(Stored dataset items)
******************************
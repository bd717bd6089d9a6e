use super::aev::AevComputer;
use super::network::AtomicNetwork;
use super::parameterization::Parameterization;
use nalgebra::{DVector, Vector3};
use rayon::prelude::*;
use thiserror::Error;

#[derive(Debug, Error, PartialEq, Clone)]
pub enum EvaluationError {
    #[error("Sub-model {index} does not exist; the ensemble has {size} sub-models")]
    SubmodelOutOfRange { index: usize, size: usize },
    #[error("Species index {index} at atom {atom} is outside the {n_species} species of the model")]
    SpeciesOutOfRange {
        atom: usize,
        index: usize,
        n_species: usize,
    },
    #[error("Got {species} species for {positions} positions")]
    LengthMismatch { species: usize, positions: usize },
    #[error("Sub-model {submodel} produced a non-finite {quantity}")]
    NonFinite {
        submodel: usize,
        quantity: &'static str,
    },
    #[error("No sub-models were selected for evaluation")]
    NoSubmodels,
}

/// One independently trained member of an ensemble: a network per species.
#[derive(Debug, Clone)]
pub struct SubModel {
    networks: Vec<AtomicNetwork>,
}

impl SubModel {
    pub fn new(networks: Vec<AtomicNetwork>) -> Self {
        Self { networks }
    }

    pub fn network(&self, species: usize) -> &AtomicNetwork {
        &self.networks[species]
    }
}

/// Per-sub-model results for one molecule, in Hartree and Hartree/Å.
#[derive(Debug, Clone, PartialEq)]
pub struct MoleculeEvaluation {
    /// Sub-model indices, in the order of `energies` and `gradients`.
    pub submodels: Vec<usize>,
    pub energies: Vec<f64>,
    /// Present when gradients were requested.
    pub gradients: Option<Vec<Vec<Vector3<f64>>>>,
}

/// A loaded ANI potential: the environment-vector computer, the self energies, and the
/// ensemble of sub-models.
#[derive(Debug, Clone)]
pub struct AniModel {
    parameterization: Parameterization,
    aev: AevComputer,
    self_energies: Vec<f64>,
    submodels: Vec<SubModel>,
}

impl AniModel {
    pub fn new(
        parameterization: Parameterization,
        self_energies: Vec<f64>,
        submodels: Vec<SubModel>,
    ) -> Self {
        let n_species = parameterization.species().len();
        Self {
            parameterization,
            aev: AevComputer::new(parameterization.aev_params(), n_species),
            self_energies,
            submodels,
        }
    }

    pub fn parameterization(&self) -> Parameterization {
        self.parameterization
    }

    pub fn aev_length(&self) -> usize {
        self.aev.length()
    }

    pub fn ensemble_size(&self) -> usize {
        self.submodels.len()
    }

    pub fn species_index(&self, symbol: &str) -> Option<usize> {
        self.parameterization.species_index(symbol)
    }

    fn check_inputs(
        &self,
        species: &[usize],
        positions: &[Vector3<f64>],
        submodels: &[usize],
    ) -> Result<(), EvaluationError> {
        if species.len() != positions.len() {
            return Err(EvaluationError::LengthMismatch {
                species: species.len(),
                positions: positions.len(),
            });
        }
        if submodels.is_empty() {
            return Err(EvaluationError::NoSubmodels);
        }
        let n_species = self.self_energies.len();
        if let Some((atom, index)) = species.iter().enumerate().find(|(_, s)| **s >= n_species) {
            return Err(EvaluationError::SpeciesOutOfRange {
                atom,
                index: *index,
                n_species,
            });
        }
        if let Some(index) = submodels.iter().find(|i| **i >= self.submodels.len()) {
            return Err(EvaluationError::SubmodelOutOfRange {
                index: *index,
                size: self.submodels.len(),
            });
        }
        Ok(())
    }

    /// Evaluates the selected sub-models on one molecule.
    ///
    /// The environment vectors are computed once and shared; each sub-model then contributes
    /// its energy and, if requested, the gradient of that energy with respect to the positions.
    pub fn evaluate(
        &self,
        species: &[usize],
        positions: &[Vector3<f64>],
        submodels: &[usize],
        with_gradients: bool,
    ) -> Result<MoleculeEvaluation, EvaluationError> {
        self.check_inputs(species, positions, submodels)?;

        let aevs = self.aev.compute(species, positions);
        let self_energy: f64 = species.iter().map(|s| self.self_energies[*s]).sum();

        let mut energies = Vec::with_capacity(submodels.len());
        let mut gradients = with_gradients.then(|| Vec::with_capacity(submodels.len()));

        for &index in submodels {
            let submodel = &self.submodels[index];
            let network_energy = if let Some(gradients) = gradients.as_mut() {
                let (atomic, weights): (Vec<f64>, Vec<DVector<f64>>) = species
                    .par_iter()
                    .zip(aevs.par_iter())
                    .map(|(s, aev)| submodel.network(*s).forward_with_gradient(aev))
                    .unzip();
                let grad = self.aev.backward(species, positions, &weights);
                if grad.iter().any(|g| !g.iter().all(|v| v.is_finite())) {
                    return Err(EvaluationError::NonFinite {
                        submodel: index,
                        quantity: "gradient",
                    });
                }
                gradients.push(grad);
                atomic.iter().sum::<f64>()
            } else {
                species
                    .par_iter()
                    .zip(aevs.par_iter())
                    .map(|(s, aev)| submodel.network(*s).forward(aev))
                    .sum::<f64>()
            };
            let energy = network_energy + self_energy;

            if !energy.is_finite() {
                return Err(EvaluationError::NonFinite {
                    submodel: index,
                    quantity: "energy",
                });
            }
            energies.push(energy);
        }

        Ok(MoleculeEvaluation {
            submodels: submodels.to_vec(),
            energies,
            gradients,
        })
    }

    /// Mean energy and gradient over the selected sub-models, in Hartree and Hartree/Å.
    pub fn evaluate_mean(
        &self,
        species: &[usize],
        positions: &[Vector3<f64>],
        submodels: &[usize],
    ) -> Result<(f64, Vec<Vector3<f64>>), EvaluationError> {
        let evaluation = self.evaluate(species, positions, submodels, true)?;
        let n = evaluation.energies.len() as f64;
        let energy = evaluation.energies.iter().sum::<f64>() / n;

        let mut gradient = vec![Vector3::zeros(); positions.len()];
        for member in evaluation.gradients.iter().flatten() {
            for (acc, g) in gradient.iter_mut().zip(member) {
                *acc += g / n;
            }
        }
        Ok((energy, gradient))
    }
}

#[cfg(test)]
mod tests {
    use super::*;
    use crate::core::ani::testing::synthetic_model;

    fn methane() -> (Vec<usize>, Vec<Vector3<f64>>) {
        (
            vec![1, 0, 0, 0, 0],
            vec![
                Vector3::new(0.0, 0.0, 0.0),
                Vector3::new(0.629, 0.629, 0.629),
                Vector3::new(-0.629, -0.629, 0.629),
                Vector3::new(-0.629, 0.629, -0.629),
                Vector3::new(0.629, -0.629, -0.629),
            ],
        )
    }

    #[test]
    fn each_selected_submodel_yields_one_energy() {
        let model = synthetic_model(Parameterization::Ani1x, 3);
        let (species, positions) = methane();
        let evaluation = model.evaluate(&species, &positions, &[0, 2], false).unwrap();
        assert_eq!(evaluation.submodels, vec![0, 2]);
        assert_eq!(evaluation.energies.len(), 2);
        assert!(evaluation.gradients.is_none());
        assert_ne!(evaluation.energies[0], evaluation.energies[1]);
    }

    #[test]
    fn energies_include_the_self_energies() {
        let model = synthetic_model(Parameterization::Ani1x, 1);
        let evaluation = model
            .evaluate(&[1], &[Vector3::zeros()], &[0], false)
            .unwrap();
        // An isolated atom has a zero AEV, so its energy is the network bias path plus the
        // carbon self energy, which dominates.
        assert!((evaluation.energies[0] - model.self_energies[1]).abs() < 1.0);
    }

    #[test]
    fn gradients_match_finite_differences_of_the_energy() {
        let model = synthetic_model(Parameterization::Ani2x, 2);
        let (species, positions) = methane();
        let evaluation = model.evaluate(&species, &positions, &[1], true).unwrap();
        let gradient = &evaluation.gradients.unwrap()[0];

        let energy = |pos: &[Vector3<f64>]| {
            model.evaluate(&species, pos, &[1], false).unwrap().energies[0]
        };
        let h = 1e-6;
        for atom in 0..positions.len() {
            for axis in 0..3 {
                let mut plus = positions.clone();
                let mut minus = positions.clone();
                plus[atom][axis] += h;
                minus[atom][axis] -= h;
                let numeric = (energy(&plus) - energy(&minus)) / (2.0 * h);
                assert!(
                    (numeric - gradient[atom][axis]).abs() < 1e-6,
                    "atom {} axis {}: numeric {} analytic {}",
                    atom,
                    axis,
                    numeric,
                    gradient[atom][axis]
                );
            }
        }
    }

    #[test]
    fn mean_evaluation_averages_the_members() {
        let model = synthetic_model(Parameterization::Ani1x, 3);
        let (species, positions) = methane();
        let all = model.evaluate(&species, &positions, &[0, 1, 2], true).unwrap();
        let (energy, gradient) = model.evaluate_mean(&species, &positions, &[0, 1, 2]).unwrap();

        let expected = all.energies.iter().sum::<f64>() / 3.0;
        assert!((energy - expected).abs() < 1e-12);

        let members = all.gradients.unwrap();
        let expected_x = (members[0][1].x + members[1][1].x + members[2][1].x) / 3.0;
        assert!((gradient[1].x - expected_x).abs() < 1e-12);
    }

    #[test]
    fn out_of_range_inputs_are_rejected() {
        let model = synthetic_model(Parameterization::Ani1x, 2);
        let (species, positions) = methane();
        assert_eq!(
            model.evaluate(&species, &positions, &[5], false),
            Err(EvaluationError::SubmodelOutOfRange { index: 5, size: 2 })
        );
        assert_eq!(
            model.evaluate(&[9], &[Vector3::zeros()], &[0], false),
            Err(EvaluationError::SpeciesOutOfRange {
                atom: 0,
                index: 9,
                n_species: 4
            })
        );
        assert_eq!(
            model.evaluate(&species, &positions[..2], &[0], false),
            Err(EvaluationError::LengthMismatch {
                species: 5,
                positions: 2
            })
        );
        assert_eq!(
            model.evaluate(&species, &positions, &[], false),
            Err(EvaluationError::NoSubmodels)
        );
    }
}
******************************
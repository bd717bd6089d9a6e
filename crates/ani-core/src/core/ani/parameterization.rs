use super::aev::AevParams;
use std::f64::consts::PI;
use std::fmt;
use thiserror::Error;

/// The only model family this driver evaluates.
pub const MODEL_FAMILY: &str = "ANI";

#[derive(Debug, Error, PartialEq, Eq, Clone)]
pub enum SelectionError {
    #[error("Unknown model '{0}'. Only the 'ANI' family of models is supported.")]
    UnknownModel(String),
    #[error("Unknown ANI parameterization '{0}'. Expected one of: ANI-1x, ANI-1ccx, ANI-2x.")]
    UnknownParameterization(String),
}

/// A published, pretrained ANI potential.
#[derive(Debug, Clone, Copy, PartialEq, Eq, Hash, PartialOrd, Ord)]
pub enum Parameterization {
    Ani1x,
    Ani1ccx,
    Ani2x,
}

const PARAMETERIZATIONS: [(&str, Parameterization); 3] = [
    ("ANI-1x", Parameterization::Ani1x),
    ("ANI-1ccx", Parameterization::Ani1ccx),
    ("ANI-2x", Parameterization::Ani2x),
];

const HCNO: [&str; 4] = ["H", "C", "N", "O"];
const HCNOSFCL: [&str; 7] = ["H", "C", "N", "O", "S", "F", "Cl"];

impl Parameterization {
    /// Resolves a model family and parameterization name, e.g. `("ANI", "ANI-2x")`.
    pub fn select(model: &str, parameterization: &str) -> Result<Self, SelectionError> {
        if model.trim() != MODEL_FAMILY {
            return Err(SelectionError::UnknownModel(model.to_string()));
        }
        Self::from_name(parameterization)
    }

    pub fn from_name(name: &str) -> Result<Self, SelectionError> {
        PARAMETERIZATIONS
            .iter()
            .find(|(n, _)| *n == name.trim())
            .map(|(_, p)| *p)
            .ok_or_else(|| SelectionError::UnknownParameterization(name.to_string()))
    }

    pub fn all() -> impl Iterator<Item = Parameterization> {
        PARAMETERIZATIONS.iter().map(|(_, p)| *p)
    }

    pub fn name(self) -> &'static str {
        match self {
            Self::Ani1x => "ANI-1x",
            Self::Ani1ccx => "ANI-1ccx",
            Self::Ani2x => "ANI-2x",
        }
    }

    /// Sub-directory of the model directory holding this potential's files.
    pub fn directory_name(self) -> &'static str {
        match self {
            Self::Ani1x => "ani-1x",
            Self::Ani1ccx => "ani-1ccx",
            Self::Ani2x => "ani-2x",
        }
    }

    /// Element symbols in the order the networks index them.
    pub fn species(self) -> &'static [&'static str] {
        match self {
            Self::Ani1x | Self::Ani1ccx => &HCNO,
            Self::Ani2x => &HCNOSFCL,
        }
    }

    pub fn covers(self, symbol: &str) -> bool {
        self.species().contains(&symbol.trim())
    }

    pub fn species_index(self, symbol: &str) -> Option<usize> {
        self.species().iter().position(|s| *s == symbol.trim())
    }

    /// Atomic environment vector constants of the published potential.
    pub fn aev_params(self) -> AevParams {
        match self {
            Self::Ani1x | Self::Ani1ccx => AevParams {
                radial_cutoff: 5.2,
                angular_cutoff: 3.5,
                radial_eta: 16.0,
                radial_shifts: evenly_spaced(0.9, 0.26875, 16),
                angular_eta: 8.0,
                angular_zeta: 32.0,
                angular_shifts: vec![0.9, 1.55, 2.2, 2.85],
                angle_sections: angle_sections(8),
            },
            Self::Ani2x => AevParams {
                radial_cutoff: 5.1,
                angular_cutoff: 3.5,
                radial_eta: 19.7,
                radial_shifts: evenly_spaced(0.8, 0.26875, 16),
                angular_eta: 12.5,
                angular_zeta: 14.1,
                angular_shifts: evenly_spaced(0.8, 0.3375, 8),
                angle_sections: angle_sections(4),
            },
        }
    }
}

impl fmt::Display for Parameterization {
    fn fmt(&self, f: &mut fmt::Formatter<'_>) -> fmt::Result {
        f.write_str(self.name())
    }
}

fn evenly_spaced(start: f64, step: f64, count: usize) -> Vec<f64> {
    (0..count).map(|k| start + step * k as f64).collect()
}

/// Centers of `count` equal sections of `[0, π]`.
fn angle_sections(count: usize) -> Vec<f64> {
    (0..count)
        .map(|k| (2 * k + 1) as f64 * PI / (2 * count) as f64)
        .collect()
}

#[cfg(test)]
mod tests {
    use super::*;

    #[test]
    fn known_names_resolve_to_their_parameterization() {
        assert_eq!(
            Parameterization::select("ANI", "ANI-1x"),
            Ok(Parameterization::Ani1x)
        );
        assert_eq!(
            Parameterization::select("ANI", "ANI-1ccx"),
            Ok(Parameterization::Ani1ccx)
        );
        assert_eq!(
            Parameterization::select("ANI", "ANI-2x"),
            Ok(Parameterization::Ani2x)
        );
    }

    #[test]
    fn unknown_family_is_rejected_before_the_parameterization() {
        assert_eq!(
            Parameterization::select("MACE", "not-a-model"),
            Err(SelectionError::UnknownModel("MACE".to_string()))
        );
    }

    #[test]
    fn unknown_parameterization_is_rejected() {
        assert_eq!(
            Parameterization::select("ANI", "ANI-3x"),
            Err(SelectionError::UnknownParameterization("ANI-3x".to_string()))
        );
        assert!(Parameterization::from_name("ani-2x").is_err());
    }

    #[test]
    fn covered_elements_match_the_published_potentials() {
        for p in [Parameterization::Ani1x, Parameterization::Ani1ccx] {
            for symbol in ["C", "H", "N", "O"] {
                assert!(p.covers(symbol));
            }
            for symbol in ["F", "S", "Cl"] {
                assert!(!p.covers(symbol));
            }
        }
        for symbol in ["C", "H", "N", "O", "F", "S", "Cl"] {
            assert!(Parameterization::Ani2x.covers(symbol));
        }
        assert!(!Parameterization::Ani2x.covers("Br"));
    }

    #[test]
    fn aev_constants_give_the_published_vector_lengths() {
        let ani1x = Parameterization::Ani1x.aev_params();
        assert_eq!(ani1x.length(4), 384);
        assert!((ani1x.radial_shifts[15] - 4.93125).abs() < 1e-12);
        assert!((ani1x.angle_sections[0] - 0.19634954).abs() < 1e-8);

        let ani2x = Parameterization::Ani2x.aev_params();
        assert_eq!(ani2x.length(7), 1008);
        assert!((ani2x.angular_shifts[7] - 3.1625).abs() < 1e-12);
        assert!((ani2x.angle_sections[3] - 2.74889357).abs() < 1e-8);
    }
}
******************************
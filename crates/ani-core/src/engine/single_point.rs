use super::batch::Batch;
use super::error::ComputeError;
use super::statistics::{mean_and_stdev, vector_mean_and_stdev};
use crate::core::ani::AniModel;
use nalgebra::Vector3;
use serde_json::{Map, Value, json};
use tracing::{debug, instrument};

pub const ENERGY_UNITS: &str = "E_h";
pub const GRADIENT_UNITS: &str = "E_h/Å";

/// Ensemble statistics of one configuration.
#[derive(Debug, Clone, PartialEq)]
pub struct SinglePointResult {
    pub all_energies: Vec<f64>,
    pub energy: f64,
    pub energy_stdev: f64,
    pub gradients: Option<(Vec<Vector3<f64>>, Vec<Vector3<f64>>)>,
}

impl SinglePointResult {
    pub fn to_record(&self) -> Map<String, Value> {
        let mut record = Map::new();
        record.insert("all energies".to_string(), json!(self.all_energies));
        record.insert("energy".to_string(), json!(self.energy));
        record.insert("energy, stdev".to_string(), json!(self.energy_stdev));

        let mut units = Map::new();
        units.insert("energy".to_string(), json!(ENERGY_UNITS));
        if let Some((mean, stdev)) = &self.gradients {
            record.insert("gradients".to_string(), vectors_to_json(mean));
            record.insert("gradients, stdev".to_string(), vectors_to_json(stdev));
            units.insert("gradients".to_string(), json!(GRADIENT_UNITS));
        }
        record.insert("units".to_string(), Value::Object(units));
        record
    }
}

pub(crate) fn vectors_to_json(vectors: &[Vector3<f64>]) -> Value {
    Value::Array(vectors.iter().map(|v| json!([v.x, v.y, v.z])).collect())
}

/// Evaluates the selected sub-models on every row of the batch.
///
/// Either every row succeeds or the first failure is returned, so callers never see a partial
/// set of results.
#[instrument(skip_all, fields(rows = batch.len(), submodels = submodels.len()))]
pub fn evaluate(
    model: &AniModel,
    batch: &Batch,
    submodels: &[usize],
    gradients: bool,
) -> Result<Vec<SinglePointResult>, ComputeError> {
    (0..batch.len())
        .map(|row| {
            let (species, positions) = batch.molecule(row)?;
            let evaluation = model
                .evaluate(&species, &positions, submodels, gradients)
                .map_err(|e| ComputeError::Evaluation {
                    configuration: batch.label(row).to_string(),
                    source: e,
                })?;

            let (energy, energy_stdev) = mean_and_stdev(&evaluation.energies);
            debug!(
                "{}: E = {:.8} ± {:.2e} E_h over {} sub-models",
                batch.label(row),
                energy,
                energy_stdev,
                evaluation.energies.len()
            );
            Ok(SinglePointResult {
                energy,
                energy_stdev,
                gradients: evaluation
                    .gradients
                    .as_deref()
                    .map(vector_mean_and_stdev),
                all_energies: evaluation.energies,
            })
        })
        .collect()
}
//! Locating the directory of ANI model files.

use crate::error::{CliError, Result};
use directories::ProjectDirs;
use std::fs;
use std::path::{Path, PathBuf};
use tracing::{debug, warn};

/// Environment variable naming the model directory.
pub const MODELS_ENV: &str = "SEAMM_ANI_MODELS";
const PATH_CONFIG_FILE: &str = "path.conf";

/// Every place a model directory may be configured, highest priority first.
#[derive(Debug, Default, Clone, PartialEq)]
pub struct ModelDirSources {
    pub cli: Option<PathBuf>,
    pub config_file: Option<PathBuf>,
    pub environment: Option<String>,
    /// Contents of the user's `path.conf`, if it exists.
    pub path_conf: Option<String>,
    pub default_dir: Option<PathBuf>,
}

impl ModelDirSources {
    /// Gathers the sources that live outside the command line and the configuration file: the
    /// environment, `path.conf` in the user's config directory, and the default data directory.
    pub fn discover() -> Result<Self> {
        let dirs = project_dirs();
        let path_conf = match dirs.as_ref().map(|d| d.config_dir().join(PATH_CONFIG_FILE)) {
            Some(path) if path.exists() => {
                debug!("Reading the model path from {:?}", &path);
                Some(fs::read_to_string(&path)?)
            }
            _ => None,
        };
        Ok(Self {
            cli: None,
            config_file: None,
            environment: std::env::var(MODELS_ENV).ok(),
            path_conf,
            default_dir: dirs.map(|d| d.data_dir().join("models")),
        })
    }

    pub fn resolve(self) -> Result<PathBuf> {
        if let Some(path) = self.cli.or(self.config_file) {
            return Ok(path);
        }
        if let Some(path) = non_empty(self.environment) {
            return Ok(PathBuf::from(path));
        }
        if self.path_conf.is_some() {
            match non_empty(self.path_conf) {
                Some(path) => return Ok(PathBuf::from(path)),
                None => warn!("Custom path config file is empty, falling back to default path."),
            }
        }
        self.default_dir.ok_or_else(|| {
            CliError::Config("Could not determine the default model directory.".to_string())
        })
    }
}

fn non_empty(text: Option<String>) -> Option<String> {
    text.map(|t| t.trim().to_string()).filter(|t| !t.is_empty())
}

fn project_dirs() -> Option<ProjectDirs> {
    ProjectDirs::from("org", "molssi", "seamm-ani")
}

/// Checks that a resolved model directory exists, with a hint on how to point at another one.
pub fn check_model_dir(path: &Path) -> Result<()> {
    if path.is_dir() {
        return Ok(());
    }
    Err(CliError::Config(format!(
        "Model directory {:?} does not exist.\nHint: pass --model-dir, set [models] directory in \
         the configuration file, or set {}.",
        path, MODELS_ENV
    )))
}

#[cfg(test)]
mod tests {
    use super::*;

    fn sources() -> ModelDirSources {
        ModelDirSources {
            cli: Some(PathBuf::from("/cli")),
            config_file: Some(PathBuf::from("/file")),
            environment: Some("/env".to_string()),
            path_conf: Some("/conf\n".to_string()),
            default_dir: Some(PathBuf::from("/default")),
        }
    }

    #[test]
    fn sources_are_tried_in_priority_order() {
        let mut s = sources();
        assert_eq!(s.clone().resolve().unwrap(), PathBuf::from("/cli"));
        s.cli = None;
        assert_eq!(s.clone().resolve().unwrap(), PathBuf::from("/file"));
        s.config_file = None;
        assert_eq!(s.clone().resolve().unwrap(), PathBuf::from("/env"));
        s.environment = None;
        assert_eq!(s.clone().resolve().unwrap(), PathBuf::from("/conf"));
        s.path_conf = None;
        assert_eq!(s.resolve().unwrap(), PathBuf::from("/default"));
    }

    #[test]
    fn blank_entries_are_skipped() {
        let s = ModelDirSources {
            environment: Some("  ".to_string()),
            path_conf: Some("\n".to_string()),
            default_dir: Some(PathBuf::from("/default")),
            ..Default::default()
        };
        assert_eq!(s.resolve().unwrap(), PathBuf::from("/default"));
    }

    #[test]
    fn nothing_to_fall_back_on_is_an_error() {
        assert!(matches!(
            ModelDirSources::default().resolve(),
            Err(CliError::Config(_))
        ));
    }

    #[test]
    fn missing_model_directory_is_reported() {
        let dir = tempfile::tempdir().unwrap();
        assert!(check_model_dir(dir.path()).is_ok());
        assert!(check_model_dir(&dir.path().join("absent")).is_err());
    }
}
******************************
◆ Activity ◆
From the entries above, extract only the lines running from the one containing "path plus the" through the one containing "let energy = |pos: &[Vector3<f64>]|", inclusive.

◆ Response box ◆
        // An isolated atom has a zero AEV, so its energy is the network bias path plus the
        // carbon self energy, which dominates.
        assert!((evaluation.energies[0] - model.self_energies[1]).abs() < 1.0);
    }

    #[test]
    fn gradients_match_finite_differences_of_the_energy() {
        let model = synthetic_model(Parameterization::Ani2x, 2);
        let (species, positions) = methane();
        let evaluation = model.evaluate(&species, &positions, &[1], true).unwrap();
        let gradient = &evaluation.gradients.unwrap()[0];

        let energy = |pos: &[Vector3<f64>]| {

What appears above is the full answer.